Between 1938 and 1968, the House of Representatives maintained a committee with a remit to investigate "subversive and un-American propaganda," a mission that it often and controversially pursued with indiscriminate enthusiasm. Samuel Dickstein, a New York congressman of Russian Jewish descent, had long been concerned about the behavior of fascistic and anti-Semitic groups during the Depression, and in January 1937 he introduced a resolution in the House calling for an investigation of organizations promoting "un-American propaganda." The resolution was tabled, but soon after, Texas Democrat Martin Dies introduced a similar motion. The anti-labor Texan's targets were on the left, but the two congressmen cooperated and secured a majority for the proposal in May 1938, with the tacit support of the House leadership and Vice President John Nance Garner, and HUAC was established as a temporary special committee. Contradicting Dickstein's original intent, HUAC focused less on Nazi groups and more on Communists, who were said to have penetrated New Deal agencies. Dies became the committee chair, and Dickstein was excluded.

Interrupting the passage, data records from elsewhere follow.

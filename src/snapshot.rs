//! Durable snapshot persistence.
//!
//! A [`Snapshot`] is stored as one row in `snapshots` plus one row per
//! indexed file in `snapshot_files`. It is never rewritten in bulk:
//! [`SnapshotStore::commit_file`] changes exactly one file's row and bumps
//! the generation inside a single transaction, so a crash loses at most
//! the file that was in flight.
//!
//! | Implementation | Persistence |
//! |----------------|-------------|
//! | [`SqliteSnapshotStore`] | SQLite (WAL) |
//! | [`MemorySnapshotStore`] | process lifetime |

use std::collections::HashMap;
use std::path::PathBuf;
use std::sync::Mutex;

use async_trait::async_trait;
use chrono::{DateTime, Utc};
use sqlx::{Row, SqlitePool};

use crate::error::SnapshotError;
use crate::identity::CodebaseIdentity;
use crate::models::{FileCommit, FileEntry, FileFingerprint, Snapshot};

/// Durable store of [`Snapshot`]s keyed by codebase identity.
#[async_trait]
pub trait SnapshotStore: Send + Sync {
    async fn load(&self, identity: &str) -> Result<Option<Snapshot>, SnapshotError>;

    /// Create (or reset to) an empty snapshot bound to the identity's
    /// collection. A reset bumps the generation instead of restarting it.
    async fn create(&self, identity: &CodebaseIdentity) -> Result<Snapshot, SnapshotError>;

    /// Persist one file's mutation. Returns the new generation.
    async fn commit_file(&self, identity: &str, commit: &FileCommit)
        -> Result<u64, SnapshotError>;

    async fn mark_started(&self, identity: &str, at: DateTime<Utc>) -> Result<(), SnapshotError>;

    async fn mark_completed(&self, identity: &str, at: DateTime<Utc>)
        -> Result<(), SnapshotError>;

    /// Returns whether a snapshot existed.
    async fn delete(&self, identity: &str) -> Result<bool, SnapshotError>;
}

fn to_millis(at: DateTime<Utc>) -> i64 {
    at.timestamp_millis()
}

fn from_millis(ms: Option<i64>) -> Option<DateTime<Utc>> {
    ms.and_then(DateTime::from_timestamp_millis)
}

/// SQLite implementation of [`SnapshotStore`].
pub struct SqliteSnapshotStore {
    pool: SqlitePool,
}

impl SqliteSnapshotStore {
    pub fn new(pool: SqlitePool) -> Self {
        Self { pool }
    }
}

#[async_trait]
impl SnapshotStore for SqliteSnapshotStore {
    async fn load(&self, identity: &str) -> Result<Option<Snapshot>, SnapshotError> {
        let row = sqlx::query(
            "SELECT root, collection, generation, last_started_at, last_completed_at \
             FROM snapshots WHERE identity = ?",
        )
        .bind(identity)
        .fetch_optional(&self.pool)
        .await?;

        let row = match row {
            Some(row) => row,
            None => return Ok(None),
        };

        let root: String = row.get("root");
        let generation: i64 = row.get("generation");
        let mut snapshot = Snapshot {
            identity: identity.to_string(),
            root: PathBuf::from(root),
            collection: row.get("collection"),
            files: Default::default(),
            generation: generation as u64,
            last_started_at: from_millis(row.get("last_started_at")),
            last_completed_at: from_millis(row.get("last_completed_at")),
        };

        let file_rows = sqlx::query(
            "SELECT relative_path, hash, size, modified, chunk_ids \
             FROM snapshot_files WHERE identity = ? ORDER BY relative_path",
        )
        .bind(identity)
        .fetch_all(&self.pool)
        .await?;

        for row in &file_rows {
            let relative_path: String = row.get("relative_path");
            let chunk_ids_json: String = row.get("chunk_ids");
            let chunk_ids: Vec<String> =
                serde_json::from_str(&chunk_ids_json).map_err(|e| SnapshotError::Corrupt {
                    relative_path: relative_path.clone(),
                    reason: e.to_string(),
                })?;
            let size: i64 = row.get("size");
            let fingerprint = FileFingerprint {
                relative_path: relative_path.clone(),
                hash: row.get("hash"),
                size: size as u64,
                modified: row.get("modified"),
            };
            snapshot.files.insert(
                relative_path,
                FileEntry {
                    fingerprint,
                    chunk_ids,
                },
            );
        }

        Ok(Some(snapshot))
    }

    async fn create(&self, identity: &CodebaseIdentity) -> Result<Snapshot, SnapshotError> {
        let mut tx = self.pool.begin().await?;

        sqlx::query("DELETE FROM snapshot_files WHERE identity = ?")
            .bind(&identity.id)
            .execute(&mut *tx)
            .await?;

        // A reset keeps counting from the previous generation.
        let generation: i64 = sqlx::query_scalar(
            r#"
            INSERT INTO snapshots (identity, root, collection, generation, created_at,
                                   last_started_at, last_completed_at)
            VALUES (?, ?, ?, 0, ?, NULL, NULL)
            ON CONFLICT(identity) DO UPDATE SET
                root = excluded.root,
                collection = excluded.collection,
                generation = snapshots.generation + 1,
                created_at = excluded.created_at,
                last_started_at = NULL,
                last_completed_at = NULL
            RETURNING generation
            "#,
        )
        .bind(&identity.id)
        .bind(identity.root.to_string_lossy().to_string())
        .bind(&identity.collection)
        .bind(to_millis(Utc::now()))
        .fetch_one(&mut *tx)
        .await?;

        tx.commit().await?;

        let mut snapshot = Snapshot::empty(&identity.id, &identity.root, &identity.collection);
        snapshot.generation = generation as u64;
        Ok(snapshot)
    }

    async fn commit_file(
        &self,
        identity: &str,
        commit: &FileCommit,
    ) -> Result<u64, SnapshotError> {
        let mut tx = self.pool.begin().await?;

        let generation: Option<i64> = sqlx::query_scalar(
            "UPDATE snapshots SET generation = generation + 1 WHERE identity = ? RETURNING generation",
        )
        .bind(identity)
        .fetch_optional(&mut *tx)
        .await?;
        let generation = generation.ok_or_else(|| SnapshotError::Missing(identity.to_string()))?;

        match commit {
            FileCommit::Upsert {
                relative_path,
                entry,
            } => {
                let chunk_ids = serde_json::to_string(&entry.chunk_ids).map_err(|e| {
                    SnapshotError::Corrupt {
                        relative_path: relative_path.clone(),
                        reason: e.to_string(),
                    }
                })?;
                sqlx::query(
                    r#"
                    INSERT INTO snapshot_files (identity, relative_path, hash, size, modified, chunk_ids)
                    VALUES (?, ?, ?, ?, ?, ?)
                    ON CONFLICT(identity, relative_path) DO UPDATE SET
                        hash = excluded.hash,
                        size = excluded.size,
                        modified = excluded.modified,
                        chunk_ids = excluded.chunk_ids
                    "#,
                )
                .bind(identity)
                .bind(relative_path)
                .bind(&entry.fingerprint.hash)
                .bind(entry.fingerprint.size as i64)
                .bind(entry.fingerprint.modified)
                .bind(chunk_ids)
                .execute(&mut *tx)
                .await?;
            }
            FileCommit::Remove { relative_path } => {
                sqlx::query("DELETE FROM snapshot_files WHERE identity = ? AND relative_path = ?")
                    .bind(identity)
                    .bind(relative_path)
                    .execute(&mut *tx)
                    .await?;
            }
        }

        tx.commit().await?;
        Ok(generation as u64)
    }

    async fn mark_started(&self, identity: &str, at: DateTime<Utc>) -> Result<(), SnapshotError> {
        let result = sqlx::query("UPDATE snapshots SET last_started_at = ? WHERE identity = ?")
            .bind(to_millis(at))
            .bind(identity)
            .execute(&self.pool)
            .await?;
        if result.rows_affected() == 0 {
            return Err(SnapshotError::Missing(identity.to_string()));
        }
        Ok(())
    }

    async fn mark_completed(
        &self,
        identity: &str,
        at: DateTime<Utc>,
    ) -> Result<(), SnapshotError> {
        let result = sqlx::query("UPDATE snapshots SET last_completed_at = ? WHERE identity = ?")
            .bind(to_millis(at))
            .bind(identity)
            .execute(&self.pool)
            .await?;
        if result.rows_affected() == 0 {
            return Err(SnapshotError::Missing(identity.to_string()));
        }
        Ok(())
    }

    async fn delete(&self, identity: &str) -> Result<bool, SnapshotError> {
        let mut tx = self.pool.begin().await?;
        sqlx::query("DELETE FROM snapshot_files WHERE identity = ?")
            .bind(identity)
            .execute(&mut *tx)
            .await?;
        let result = sqlx::query("DELETE FROM snapshots WHERE identity = ?")
            .bind(identity)
            .execute(&mut *tx)
            .await?;
        tx.commit().await?;
        Ok(result.rows_affected() > 0)
    }
}

/// In-memory [`SnapshotStore`], for tests and the `memory` backend.
#[derive(Default)]
pub struct MemorySnapshotStore {
    snapshots: Mutex<HashMap<String, Snapshot>>,
}

impl MemorySnapshotStore {
    pub fn new() -> Self {
        Self::default()
    }

    fn with<T>(&self, f: impl FnOnce(&mut HashMap<String, Snapshot>) -> T) -> T {
        let mut guard = self.snapshots.lock().unwrap_or_else(|e| e.into_inner());
        f(&mut guard)
    }
}

#[async_trait]
impl SnapshotStore for MemorySnapshotStore {
    async fn load(&self, identity: &str) -> Result<Option<Snapshot>, SnapshotError> {
        Ok(self.with(|m| m.get(identity).cloned()))
    }

    async fn create(&self, identity: &CodebaseIdentity) -> Result<Snapshot, SnapshotError> {
        let mut snapshot = Snapshot::empty(&identity.id, &identity.root, &identity.collection);
        Ok(self.with(|m| {
            if let Some(previous) = m.get(&identity.id) {
                snapshot.generation = previous.generation + 1;
            }
            m.insert(identity.id.clone(), snapshot.clone());
            snapshot
        }))
    }

    async fn commit_file(
        &self,
        identity: &str,
        commit: &FileCommit,
    ) -> Result<u64, SnapshotError> {
        self.with(|m| {
            let snapshot = m
                .get_mut(identity)
                .ok_or_else(|| SnapshotError::Missing(identity.to_string()))?;
            snapshot.apply(commit);
            Ok(snapshot.generation)
        })
    }

    async fn mark_started(&self, identity: &str, at: DateTime<Utc>) -> Result<(), SnapshotError> {
        self.with(|m| match m.get_mut(identity) {
            Some(s) => {
                s.last_started_at = Some(at);
                Ok(())
            }
            None => Err(SnapshotError::Missing(identity.to_string())),
        })
    }

    async fn mark_completed(
        &self,
        identity: &str,
        at: DateTime<Utc>,
    ) -> Result<(), SnapshotError> {
        self.with(|m| match m.get_mut(identity) {
            Some(s) => {
                s.last_completed_at = Some(at);
                Ok(())
            }
            None => Err(SnapshotError::Missing(identity.to_string())),
        })
    }

    async fn delete(&self, identity: &str) -> Result<bool, SnapshotError> {
        Ok(self.with(|m| m.remove(identity).is_some()))
    }
}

HUAC was the product of the conservative coalition of Republicans and rural and southern Democrats who had turned against the New Deal and had become the dominant political force in the lower House. The committee won the blessings of radio priest Father Charles Coughlin, patriotic groups such as the Paul Reveres, right-wing columnists such as George Sokolsky, and anticommunist leaders of the American Federation of Labor (AFL). It was largely guided by its head of research, Dr. J. B. Matthews, who, after a career as a prominent fellow traveller (a term mainly applied to intellectuals sympathetic to the Communist cause but not party members), had turned on his former associates with an apostate's zeal. With the American Communist Party reaching its heyday, war looming in Europe, and fears growing of fifth column activities in the United States, HUAC secured broad public approval.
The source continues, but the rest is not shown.